▶ DIRECTIONS FOR THIS TASK: Every single record below is to be reproduced exactly.

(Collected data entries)
Start of Block
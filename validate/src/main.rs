//! mapmark-validate - Offline checks for mapmark data files.
//!
//! Validates the mob location dataset, exercises the coordinate transform and
//! title parsing, and replays a captured client snapshot through the engine.

use std::path::{Path, PathBuf};
use std::process::ExitCode;
use std::sync::Arc;
use std::time::Instant;

use clap::{Parser, Subcommand};
use mapmark_core::config::{default_config_path, load_config, load_config_from};
use mapmark_core::gathering::GatheringPointTable;
use mapmark_core::hunt::{MobLocationDataset, default_data_dir, load_dataset, locate_dataset};
use mapmark_core::{
    MapMetadata, MapPoint, Marker, MarkerEngine, MarkerList, OverlayKind, RefreshOutcome,
    SnapshotData, TriggerContext, ViewEvent, extract_sub_area, map_to_world, world_to_map,
};
use mapmark_types::RuleConfiguration;
use serde::Serialize;
use tracing_subscriber::filter::EnvFilter;

#[derive(Parser)]
#[command(version, about = "Validate mapmark data and replay snapshots")]
struct Cli {
    #[command(subcommand)]
    command: Commands,
}

#[derive(Subcommand)]
enum Commands {
    /// Load and validate a mob location dataset (file or install directory)
    Dataset { path: PathBuf },
    /// Print the sub-area label of a map title
    Title { text: String },
    /// Convert world x/z to map coordinates
    WorldToMap {
        #[arg(allow_negative_numbers = true)]
        x: f32,
        #[arg(allow_negative_numbers = true)]
        z: f32,
        #[command(flatten)]
        map: MapArgs,
    },
    /// Convert map coordinates to a world position
    MapToWorld {
        #[arg(allow_negative_numbers = true)]
        x: f32,
        #[arg(allow_negative_numbers = true)]
        y: f32,
        #[command(flatten)]
        map: MapArgs,
    },
    /// Run one trigger of each overlay against a captured snapshot
    Replay {
        #[arg(short, long)]
        snapshot: PathBuf,
        /// Mob location dataset; defaults to the install data directory
        #[arg(short, long)]
        dataset: Option<PathBuf>,
        /// Gathering point sheet export
        #[arg(short, long)]
        gathering: Option<PathBuf>,
        /// Configuration file; defaults to the platform config location
        #[arg(short, long)]
        config: Option<PathBuf>,
    },
    /// Print the effective configuration
    Config {
        /// Print the config file location instead
        #[arg(long)]
        path: bool,
    },
}

#[derive(clap::Args)]
struct MapArgs {
    #[arg(long, default_value_t = 100)]
    size_factor: u16,
    #[arg(long, default_value_t = 0, allow_negative_numbers = true)]
    offset_x: i16,
    #[arg(long, default_value_t = 0, allow_negative_numbers = true)]
    offset_y: i16,
}

impl MapArgs {
    fn metadata(&self) -> MapMetadata {
        MapMetadata::new(self.size_factor, self.offset_x, self.offset_y)
    }
}

#[derive(Serialize)]
struct ReplayReport {
    overlay: OverlayKind,
    outcome: String,
    markers: Vec<Marker>,
}

fn init_logging() {
    let filter = EnvFilter::builder()
        .with_default_directive(tracing::Level::INFO.into())
        .from_env_lossy();

    // If MAPMARK_LOG_PATH is set, append to that file
    if let Ok(path) = std::env::var("MAPMARK_LOG_PATH") {
        if let Ok(file) = std::fs::OpenOptions::new()
            .create(true)
            .append(true)
            .open(&path)
        {
            tracing_subscriber::fmt()
                .with_env_filter(filter)
                .with_target(true)
                .with_ansi(false)
                .with_writer(file)
                .init();
            return;
        }
    }

    tracing_subscriber::fmt()
        .with_env_filter(filter)
        .with_target(true)
        .with_writer(std::io::stderr)
        .init();
}

fn main() -> ExitCode {
    init_logging();

    let cli = Cli::parse();
    match run(cli.command) {
        Ok(()) => ExitCode::SUCCESS,
        Err(e) => {
            tracing::error!(error = %e, "Validation failed");
            ExitCode::FAILURE
        }
    }
}

fn run(command: Commands) -> Result<(), String> {
    match command {
        Commands::Dataset { path } => check_dataset(&path),
        Commands::Title { text } => {
            match extract_sub_area(&text) {
                Some(label) => println!("{label:?}"),
                None => println!("(no sub-area)"),
            }
            Ok(())
        }
        Commands::WorldToMap { x, z, map } => {
            let point = world_to_map(x, z, &map.metadata()).map_err(|e| e.to_string())?;
            println!("{:.3} {:.3}", point.x, point.y);
            Ok(())
        }
        Commands::MapToWorld { x, y, map } => {
            let pos = map_to_world(MapPoint::new(x, y), &map.metadata()).map_err(|e| e.to_string())?;
            println!("{:.3} {:.3} {:.3}", pos.x, pos.y, pos.z);
            Ok(())
        }
        Commands::Replay {
            snapshot,
            dataset,
            gathering,
            config,
        } => replay(&snapshot, dataset.as_deref(), gathering.as_deref(), config.as_deref()),
        Commands::Config { path } => show_config(path),
    }
}

fn check_dataset(path: &Path) -> Result<(), String> {
    let file = if path.is_dir() {
        locate_dataset(path).map_err(|e| e.to_string())?
    } else {
        path.to_path_buf()
    };
    let dataset = MobLocationDataset::load(&file).map_err(|e| e.to_string())?;

    println!("{}", file.display());
    println!("  version:     {}", dataset.version);
    println!("  territories: {}", dataset.territories().len());
    println!("  mobs:        {}", dataset.mob_count());
    println!("  locations:   {}", dataset.location_count());
    Ok(())
}

fn replay(
    snapshot: &Path,
    dataset: Option<&Path>,
    gathering: Option<&Path>,
    config: Option<&Path>,
) -> Result<(), String> {
    let contents = std::fs::read_to_string(snapshot)
        .map_err(|e| format!("failed to read {}: {e}", snapshot.display()))?;
    let game: SnapshotData = serde_json::from_str(&contents)
        .map_err(|e| format!("invalid snapshot {}: {e}", snapshot.display()))?;

    let mob_locations = match dataset {
        Some(path) => Some(MobLocationDataset::load(path).map_err(|e| e.to_string())?),
        None => default_data_dir().and_then(|dir| load_dataset(&dir)),
    };
    let gathering_points = gathering
        .map(GatheringPointTable::load)
        .transpose()
        .map_err(|e| e.to_string())?;
    let config: RuleConfiguration = match config {
        Some(path) => load_config_from(path).map_err(|e| e.to_string())?,
        None => load_config(),
    };

    let mut engine = MarkerEngine::new(gathering_points.map(Arc::new), mob_locations.map(Arc::new));
    let ctx = TriggerContext::new(Instant::now(), &game, &config);

    let reports: Vec<ReplayReport> = OverlayKind::ALL
        .into_iter()
        .map(|overlay| {
            let mut sink = MarkerList::new();
            let outcome = engine.trigger(overlay, ViewEvent::PostSetup, &ctx, &mut sink);
            ReplayReport {
                overlay,
                outcome: describe(&outcome),
                markers: sink.markers().to_vec(),
            }
        })
        .collect();

    let json = serde_json::to_string_pretty(&reports).map_err(|e| e.to_string())?;
    println!("{json}");
    Ok(())
}

fn describe(outcome: &RefreshOutcome) -> String {
    match outcome {
        RefreshOutcome::Disabled => "disabled".to_string(),
        RefreshOutcome::Reset => "reset".to_string(),
        RefreshOutcome::Throttled => "throttled".to_string(),
        RefreshOutcome::Aborted(e) => format!("aborted: {e}"),
        RefreshOutcome::Unchanged => "unchanged".to_string(),
        RefreshOutcome::Emitted(count) => format!("emitted {count}"),
    }
}

fn show_config(path_only: bool) -> Result<(), String> {
    if path_only {
        let path = default_config_path().map_err(|e| e.to_string())?;
        println!("{}", path.display());
        return Ok(());
    }

    let config = load_config();
    let toml = toml::to_string_pretty(&config).map_err(|e| e.to_string())?;
    print!("{toml}");
    Ok(())
}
End of Block
▶ THE COMPLETED TASK:
filename validate/src/main.rs
//! mapmark-validate - Offline checks for mapmark data files.
//!
//! Validates the mob location dataset, exercises the coordinate transform and
//! title parsing, and replays a captured client snapshot through the engine.

use std::path::{Path, PathBuf};
use std::process::ExitCode;
use std::sync::Arc;
use std::time::Instant;

use clap::{Parser, Subcommand};
use mapmark_core::config::{default_config_path, load_config, load_config_from};
use mapmark_core::gathering::GatheringPointTable;
use mapmark_core::hunt::{MobLocationDataset, default_data_dir, load_dataset, locate_dataset};
use mapmark_core::{
    MapMetadata, MapPoint, Marker, MarkerEngine, MarkerList, OverlayKind, RefreshOutcome,
    SnapshotData, TriggerContext, ViewEvent, extract_sub_area, map_to_world, world_to_map,
};
use mapmark_types::RuleConfiguration;
use serde::Serialize;
use tracing_subscriber::filter::EnvFilter;

#[derive(Parser)]
#[command(version, about = "Validate mapmark data and replay snapshots")]
struct Cli {
    #[command(subcommand)]
    command: Commands,
}

#[derive(Subcommand)]
enum Commands {
    /// Load and validate a mob location dataset (file or install directory)
    Dataset { path: PathBuf },
    /// Print the sub-area label of a map title
    Title { text: String },
    /// Convert world x/z to map coordinates
    WorldToMap {
        #[arg(allow_negative_numbers = true)]
        x: f32,
        #[arg(allow_negative_numbers = true)]
        z: f32,
        #[command(flatten)]
        map: MapArgs,
    },
    /// Convert map coordinates to a world position
    MapToWorld {
        #[arg(allow_negative_numbers = true)]
        x: f32,
        #[arg(allow_negative_numbers = true)]
        y: f32,
        #[command(flatten)]
        map: MapArgs,
    },
    /// Run one trigger of each overlay against a captured snapshot
    Replay {
        #[arg(short, long)]
        snapshot: PathBuf,
        /// Mob location dataset; defaults to the install data directory
        #[arg(short, long)]
        dataset: Option<PathBuf>,
        /// Gathering point sheet export
        #[arg(short, long)]
        gathering: Option<PathBuf>,
        /// Configuration file; defaults to the platform config location
        #[arg(short, long)]
        config: Option<PathBuf>,
    },
    /// Print the effective configuration
    Config {
        /// Print the config file location instead
        #[arg(long)]
        path: bool,
    },
}

#[derive(clap::Args)]
struct MapArgs {
    #[arg(long, default_value_t = 100)]
    size_factor: u16,
    #[arg(long, default_value_t = 0, allow_negative_numbers = true)]
    offset_x: i16,
    #[arg(long, default_value_t = 0, allow_negative_numbers = true)]
    offset_y: i16,
}

impl MapArgs {
    fn metadata(&self) -> MapMetadata {
        MapMetadata::new(self.size_factor, self.offset_x, self.offset_y)
    }
}

#[derive(Serialize)]
struct ReplayReport {
    overlay: OverlayKind,
    outcome: String,
    markers: Vec<Marker>,
}

fn init_logging() {
    let filter = EnvFilter::builder()
        .with_default_directive(tracing::Level::INFO.into())
        .from_env_lossy();

    // If MAPMARK_LOG_PATH is set, append to that file
    if let Ok(path) = std::env::var("MAPMARK_LOG_PATH") {
        if let Ok(file) = std::fs::OpenOptions::new()
            .create(true)
            .append(true)
            .open(&path)
        {
            tracing_subscriber::fmt()
                .with_env_filter(filter)
                .with_target(true)
                .with_ansi(false)
                .with_writer(file)
                .init();
            return;
        }
    }

    tracing_subscriber::fmt()
        .with_env_filter(filter)
        .with_target(true)
        .with_writer(std::io::stderr)
        .init();
}

fn main() -> ExitCode {
    init_logging();

    let cli = Cli::parse();
    match run(cli.command) {
        Ok(()) => ExitCode::SUCCESS,
        Err(e) => {
            tracing::error!(error = %e, "Validation failed");
            ExitCode::FAILURE
        }
    }
}

fn run(command: Commands) -> Result<(), String> {
    match command {
        Commands::Dataset { path } => check_dataset(&path),
        Commands::Title { text } => {
            match extract_sub_area(&text) {
                Some(label) => println!("{label:?}"),
                None => println!("(no sub-area)"),
            }
            Ok(())
        }
        Commands::WorldToMap { x, z, map } => {
            let point = world_to_map(x, z, &map.metadata()).map_err(|e| e.to_string())?;
            println!("{:.3} {:.3}", point.x, point.y);
            Ok(())
        }
        Commands::MapToWorld { x, y, map } => {
            let pos = map_to_world(MapPoint::new(x, y), &map.metadata()).map_err(|e| e.to_string())?;
            println!("{:.3} {:.3} {:.3}", pos.x, pos.y, pos.z);
            Ok(())
        }
        Commands::Replay {
            snapshot,
            dataset,
            gathering,
            config,
        } => replay(&snapshot, dataset.as_deref(), gathering.as_deref(), config.as_deref()),
        Commands::Config { path } => show_config(path),
    }
}

fn check_dataset(path: &Path) -> Result<(), String> {
    let file = if path.is_dir() {
        locate_dataset(path).map_err(|e| e.to_string())?
    } else {
        path.to_path_buf()
    };
    let dataset = MobLocationDataset::load(&file).map_err(|e| e.to_string())?;

    println!("{}", file.display());
    println!("  version:     {}", dataset.version);
    println!("  territories: {}", dataset.territories().len());
    println!("  mobs:        {}", dataset.mob_count());
    println!("  locations:   {}", dataset.location_count());
    Ok(())
}

fn replay(
    snapshot: &Path,
    dataset: Option<&Path>,
    gathering: Option<&Path>,
    config: Option<&Path>,
) -> Result<(), String> {
    let contents = std::fs::read_to_string(snapshot)
        .map_err(|e| format!("failed to read {}: {e}", snapshot.display()))?;
    let game: SnapshotData = serde_json::from_str(&contents)
        .map_err(|e| format!("invalid snapshot {}: {e}", snapshot.display()))?;

    let mob_locations = match dataset {
        Some(path) => Some(MobLocationDataset::load(path).map_err(|e| e.to_string())?),
        None => default_data_dir().and_then(|dir| load_dataset(&dir)),
    };
    let gathering_points = gathering
        .map(GatheringPointTable::load)
        .transpose()
        .map_err(|e| e.to_string())?;
    let config: RuleConfiguration = match config {
        Some(path) => load_config_from(path).map_err(|e| e.to_string())?,
        None => load_config(),
    };

    let mut engine = MarkerEngine::new(gathering_points.map(Arc::new), mob_locations.map(Arc::new));
    let ctx = TriggerContext::new(Instant::now(), &game, &config);

    let reports: Vec<ReplayReport> = OverlayKind::ALL
        .into_iter()
        .map(|overlay| {
            let mut sink = MarkerList::new();
            let outcome = engine.trigger(overlay, ViewEvent::PostSetup, &ctx, &mut sink);
            ReplayReport {
                overlay,
                outcome: describe(&outcome),
                markers: sink.markers().to_vec(),
            }
        })
        .collect();

    let json = serde_json::to_string_pretty(&reports).map_err(|e| e.to_string())?;
    println!("{json}");
    Ok(())
}

fn describe(outcome: &RefreshOutcome) -> String {
    match outcome {
        RefreshOutcome::Disabled => "disabled".to_string(),
        RefreshOutcome::Reset => "reset".to_string(),
        RefreshOutcome::Throttled => "throttled".to_string(),
        RefreshOutcome::Aborted(e) => format!("aborted: {e}"),
        RefreshOutcome::Unchanged => "unchanged".to_string(),
        RefreshOutcome::Emitted(count) => format!("emitted {count}"),
    }
}

fn show_config(path_only: bool) -> Result<(), String> {
    if path_only {
        let path = default_config_path().map_err(|e| e.to_string())?;
        println!("{}", path.display());
        return Ok(());
    }

    let config = load_config();
    let toml = toml::to_string_pretty(&config).map_err(|e| e.to_string())?;
    print!("{toml}");
    Ok(())
}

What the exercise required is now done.